◆ **Exercise objective**
From the entries that follow, copy each line in which "MemoryBlobStore" appears.

◆ **Record excerpts**

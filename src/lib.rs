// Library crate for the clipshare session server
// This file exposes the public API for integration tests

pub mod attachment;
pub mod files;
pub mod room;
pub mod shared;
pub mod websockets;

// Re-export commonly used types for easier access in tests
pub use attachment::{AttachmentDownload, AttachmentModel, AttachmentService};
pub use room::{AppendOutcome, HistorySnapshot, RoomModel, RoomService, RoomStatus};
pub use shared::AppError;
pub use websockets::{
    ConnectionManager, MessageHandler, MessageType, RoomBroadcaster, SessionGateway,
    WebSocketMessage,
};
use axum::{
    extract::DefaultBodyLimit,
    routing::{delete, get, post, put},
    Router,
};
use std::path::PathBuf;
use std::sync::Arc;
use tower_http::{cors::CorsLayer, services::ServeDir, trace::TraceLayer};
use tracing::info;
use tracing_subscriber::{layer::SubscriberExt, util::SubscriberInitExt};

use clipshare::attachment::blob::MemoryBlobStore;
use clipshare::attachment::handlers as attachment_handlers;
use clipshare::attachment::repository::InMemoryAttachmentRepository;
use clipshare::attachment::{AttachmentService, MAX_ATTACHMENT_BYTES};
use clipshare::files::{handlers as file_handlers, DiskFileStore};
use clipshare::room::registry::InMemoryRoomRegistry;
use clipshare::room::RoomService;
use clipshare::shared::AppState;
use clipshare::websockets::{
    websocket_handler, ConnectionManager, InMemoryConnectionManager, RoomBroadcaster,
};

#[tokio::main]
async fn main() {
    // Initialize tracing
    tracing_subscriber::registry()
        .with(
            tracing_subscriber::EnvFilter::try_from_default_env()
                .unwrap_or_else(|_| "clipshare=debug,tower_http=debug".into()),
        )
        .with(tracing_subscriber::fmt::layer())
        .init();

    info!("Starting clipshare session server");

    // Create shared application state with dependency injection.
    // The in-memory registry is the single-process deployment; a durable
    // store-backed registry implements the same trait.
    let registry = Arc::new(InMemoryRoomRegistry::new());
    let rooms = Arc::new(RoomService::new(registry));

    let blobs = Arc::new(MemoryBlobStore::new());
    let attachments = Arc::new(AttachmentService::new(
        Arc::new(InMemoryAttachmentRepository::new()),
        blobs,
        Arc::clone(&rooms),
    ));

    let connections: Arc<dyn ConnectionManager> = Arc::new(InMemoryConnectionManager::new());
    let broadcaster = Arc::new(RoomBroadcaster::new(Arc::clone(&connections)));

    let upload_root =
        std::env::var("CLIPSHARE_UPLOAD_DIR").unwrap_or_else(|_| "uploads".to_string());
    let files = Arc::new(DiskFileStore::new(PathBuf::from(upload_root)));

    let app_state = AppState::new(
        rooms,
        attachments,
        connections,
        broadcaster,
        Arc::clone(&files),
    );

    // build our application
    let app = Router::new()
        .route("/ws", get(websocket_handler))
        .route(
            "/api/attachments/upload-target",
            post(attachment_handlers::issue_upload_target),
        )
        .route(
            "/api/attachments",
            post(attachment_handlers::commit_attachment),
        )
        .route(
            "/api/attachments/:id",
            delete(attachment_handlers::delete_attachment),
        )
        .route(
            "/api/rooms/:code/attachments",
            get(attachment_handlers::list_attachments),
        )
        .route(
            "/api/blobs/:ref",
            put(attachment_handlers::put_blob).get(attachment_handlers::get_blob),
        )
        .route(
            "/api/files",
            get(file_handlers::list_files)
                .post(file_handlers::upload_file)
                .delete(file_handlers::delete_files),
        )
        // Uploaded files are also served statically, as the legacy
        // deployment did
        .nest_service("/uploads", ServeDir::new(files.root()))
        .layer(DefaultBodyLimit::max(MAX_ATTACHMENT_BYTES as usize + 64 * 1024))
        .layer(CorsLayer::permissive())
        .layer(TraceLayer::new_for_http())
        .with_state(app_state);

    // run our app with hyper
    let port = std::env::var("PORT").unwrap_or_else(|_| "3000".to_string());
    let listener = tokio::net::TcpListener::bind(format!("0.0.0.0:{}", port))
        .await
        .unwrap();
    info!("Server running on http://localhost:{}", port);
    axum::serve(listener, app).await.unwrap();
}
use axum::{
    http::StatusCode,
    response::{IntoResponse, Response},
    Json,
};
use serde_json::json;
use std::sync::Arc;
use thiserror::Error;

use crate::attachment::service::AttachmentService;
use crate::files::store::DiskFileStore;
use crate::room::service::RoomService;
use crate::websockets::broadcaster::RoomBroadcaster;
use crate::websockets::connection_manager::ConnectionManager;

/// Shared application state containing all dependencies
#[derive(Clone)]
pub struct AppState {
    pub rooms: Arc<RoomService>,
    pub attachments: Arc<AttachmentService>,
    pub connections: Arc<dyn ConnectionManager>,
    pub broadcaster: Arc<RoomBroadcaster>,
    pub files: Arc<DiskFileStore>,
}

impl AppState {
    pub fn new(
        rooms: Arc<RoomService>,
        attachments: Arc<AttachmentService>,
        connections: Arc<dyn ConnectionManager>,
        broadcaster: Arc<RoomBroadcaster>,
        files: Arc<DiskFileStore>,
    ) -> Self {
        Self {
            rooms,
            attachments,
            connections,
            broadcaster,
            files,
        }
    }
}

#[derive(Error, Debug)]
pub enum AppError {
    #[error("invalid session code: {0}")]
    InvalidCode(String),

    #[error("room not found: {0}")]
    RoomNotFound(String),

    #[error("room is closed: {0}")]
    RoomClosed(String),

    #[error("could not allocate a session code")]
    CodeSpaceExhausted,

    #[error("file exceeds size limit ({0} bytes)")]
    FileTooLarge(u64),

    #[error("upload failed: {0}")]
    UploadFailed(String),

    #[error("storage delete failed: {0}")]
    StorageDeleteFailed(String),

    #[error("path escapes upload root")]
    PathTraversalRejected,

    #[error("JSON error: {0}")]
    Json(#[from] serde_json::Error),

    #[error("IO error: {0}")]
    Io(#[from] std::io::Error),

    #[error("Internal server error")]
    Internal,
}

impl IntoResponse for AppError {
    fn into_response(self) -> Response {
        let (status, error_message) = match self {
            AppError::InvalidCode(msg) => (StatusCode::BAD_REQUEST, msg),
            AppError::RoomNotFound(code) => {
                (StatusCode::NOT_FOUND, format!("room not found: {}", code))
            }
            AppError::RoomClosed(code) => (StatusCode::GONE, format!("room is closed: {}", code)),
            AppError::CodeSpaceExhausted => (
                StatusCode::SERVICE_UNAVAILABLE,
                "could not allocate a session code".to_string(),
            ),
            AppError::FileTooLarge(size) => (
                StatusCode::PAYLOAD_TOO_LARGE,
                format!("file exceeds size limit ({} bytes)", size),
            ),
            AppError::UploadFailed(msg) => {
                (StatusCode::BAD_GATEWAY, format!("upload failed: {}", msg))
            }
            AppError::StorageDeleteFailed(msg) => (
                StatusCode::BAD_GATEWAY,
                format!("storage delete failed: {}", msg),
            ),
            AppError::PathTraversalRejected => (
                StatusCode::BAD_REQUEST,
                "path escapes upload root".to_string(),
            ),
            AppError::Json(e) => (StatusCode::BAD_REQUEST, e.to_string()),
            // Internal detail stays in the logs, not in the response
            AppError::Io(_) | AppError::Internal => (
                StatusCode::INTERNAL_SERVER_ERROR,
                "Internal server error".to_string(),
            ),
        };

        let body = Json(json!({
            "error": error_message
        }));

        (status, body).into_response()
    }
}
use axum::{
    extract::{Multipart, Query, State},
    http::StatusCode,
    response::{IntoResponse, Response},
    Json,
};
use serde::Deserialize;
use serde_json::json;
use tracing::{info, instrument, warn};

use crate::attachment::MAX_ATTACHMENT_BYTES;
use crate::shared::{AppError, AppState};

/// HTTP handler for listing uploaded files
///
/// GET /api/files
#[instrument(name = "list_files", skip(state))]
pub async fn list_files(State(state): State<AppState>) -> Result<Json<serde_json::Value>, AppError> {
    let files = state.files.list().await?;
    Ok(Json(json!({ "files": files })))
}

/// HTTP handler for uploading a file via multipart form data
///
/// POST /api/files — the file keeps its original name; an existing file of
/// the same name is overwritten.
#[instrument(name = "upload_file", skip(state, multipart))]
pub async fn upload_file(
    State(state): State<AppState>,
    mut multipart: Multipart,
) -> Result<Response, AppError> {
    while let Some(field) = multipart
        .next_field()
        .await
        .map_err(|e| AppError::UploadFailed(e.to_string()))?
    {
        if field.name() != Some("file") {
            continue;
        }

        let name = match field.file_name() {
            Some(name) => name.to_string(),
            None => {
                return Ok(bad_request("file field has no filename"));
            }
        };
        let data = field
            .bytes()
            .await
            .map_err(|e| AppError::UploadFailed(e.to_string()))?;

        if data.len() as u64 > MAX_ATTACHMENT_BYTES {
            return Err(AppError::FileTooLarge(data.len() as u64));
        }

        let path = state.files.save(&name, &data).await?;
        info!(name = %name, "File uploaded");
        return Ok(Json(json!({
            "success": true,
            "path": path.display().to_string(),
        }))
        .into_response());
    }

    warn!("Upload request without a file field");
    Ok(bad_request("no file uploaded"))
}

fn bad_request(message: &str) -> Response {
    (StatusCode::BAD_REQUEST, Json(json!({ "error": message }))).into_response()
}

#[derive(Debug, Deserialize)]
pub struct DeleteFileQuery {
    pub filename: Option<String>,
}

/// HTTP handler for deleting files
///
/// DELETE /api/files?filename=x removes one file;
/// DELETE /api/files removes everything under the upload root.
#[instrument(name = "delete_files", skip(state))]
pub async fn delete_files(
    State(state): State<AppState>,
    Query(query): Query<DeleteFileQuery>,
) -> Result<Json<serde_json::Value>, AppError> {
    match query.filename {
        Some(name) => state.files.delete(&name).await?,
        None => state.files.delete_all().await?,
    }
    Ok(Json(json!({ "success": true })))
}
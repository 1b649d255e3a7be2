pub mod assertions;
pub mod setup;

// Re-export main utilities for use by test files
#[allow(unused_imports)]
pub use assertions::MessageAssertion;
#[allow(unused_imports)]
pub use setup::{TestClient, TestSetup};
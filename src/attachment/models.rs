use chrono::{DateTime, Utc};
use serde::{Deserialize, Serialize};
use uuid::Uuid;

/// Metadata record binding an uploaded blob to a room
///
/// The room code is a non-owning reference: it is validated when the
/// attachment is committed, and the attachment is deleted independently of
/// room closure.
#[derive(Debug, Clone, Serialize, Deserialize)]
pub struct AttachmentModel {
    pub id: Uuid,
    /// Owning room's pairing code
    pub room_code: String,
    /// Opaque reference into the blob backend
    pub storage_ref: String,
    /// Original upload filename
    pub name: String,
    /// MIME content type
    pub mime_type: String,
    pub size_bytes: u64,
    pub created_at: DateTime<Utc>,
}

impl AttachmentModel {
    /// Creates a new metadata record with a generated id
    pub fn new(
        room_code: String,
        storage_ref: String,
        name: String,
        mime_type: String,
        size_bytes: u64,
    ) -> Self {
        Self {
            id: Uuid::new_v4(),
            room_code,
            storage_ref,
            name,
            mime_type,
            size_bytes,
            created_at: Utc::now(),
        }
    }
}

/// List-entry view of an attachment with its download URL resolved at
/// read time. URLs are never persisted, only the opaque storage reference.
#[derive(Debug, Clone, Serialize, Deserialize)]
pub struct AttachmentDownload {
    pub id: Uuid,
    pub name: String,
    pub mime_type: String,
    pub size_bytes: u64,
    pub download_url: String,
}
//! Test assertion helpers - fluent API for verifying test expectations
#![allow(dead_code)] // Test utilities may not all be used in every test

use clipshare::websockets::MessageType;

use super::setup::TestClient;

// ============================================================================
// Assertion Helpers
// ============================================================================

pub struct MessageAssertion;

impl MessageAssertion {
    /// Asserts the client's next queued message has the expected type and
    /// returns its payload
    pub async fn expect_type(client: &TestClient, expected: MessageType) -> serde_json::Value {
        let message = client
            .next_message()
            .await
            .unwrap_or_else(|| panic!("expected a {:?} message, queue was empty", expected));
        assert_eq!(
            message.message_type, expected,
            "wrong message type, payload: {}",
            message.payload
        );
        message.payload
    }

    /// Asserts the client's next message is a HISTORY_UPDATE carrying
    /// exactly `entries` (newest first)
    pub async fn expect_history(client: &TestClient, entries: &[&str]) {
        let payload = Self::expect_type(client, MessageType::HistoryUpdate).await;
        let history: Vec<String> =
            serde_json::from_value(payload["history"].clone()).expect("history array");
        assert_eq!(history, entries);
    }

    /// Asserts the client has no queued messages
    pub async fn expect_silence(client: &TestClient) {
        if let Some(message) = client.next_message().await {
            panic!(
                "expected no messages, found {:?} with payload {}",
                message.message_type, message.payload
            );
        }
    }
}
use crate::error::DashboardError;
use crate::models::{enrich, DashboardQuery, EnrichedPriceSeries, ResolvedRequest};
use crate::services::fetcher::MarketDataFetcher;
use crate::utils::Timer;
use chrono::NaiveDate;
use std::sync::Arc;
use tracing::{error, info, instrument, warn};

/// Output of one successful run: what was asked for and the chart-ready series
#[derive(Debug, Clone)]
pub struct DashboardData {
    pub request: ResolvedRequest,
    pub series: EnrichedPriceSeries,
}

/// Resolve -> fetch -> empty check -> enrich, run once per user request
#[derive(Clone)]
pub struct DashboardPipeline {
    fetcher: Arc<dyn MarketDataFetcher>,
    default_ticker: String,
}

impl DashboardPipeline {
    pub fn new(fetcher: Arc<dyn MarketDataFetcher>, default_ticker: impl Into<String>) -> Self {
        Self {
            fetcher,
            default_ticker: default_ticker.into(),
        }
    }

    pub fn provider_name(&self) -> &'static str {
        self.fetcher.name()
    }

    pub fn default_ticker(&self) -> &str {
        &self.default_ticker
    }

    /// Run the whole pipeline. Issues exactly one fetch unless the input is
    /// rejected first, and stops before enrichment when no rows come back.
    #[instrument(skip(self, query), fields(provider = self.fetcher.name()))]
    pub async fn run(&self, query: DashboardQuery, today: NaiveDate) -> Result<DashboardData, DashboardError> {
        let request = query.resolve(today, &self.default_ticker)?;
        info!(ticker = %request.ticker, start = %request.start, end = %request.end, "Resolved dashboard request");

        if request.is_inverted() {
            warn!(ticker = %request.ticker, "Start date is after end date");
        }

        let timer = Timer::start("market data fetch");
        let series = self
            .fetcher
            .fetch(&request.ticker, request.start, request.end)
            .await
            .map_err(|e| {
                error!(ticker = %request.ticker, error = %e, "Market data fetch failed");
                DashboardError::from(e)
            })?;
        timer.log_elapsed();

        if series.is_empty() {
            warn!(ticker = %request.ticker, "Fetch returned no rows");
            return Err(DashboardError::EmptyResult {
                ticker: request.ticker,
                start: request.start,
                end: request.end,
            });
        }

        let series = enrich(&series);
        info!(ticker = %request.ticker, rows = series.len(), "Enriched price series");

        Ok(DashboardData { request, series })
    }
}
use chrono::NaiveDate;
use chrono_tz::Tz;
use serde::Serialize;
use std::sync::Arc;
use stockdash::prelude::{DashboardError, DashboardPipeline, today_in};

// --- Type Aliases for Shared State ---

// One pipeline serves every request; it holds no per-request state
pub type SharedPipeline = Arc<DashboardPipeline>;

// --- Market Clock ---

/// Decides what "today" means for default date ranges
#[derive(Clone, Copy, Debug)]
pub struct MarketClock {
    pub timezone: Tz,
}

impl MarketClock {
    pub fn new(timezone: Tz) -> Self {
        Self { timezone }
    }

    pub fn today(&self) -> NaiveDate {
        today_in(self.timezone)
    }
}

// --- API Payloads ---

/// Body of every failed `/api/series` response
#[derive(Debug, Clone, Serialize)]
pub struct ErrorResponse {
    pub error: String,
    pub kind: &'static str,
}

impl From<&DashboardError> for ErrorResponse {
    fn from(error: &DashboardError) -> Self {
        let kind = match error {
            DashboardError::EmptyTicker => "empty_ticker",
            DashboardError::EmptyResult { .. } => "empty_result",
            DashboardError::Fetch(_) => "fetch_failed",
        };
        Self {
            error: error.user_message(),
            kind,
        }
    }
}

◆ **Solution for this exercise**
use clipshare::attachment::blob::MemoryBlobStore;
    let blobs = Arc::new(MemoryBlobStore::new());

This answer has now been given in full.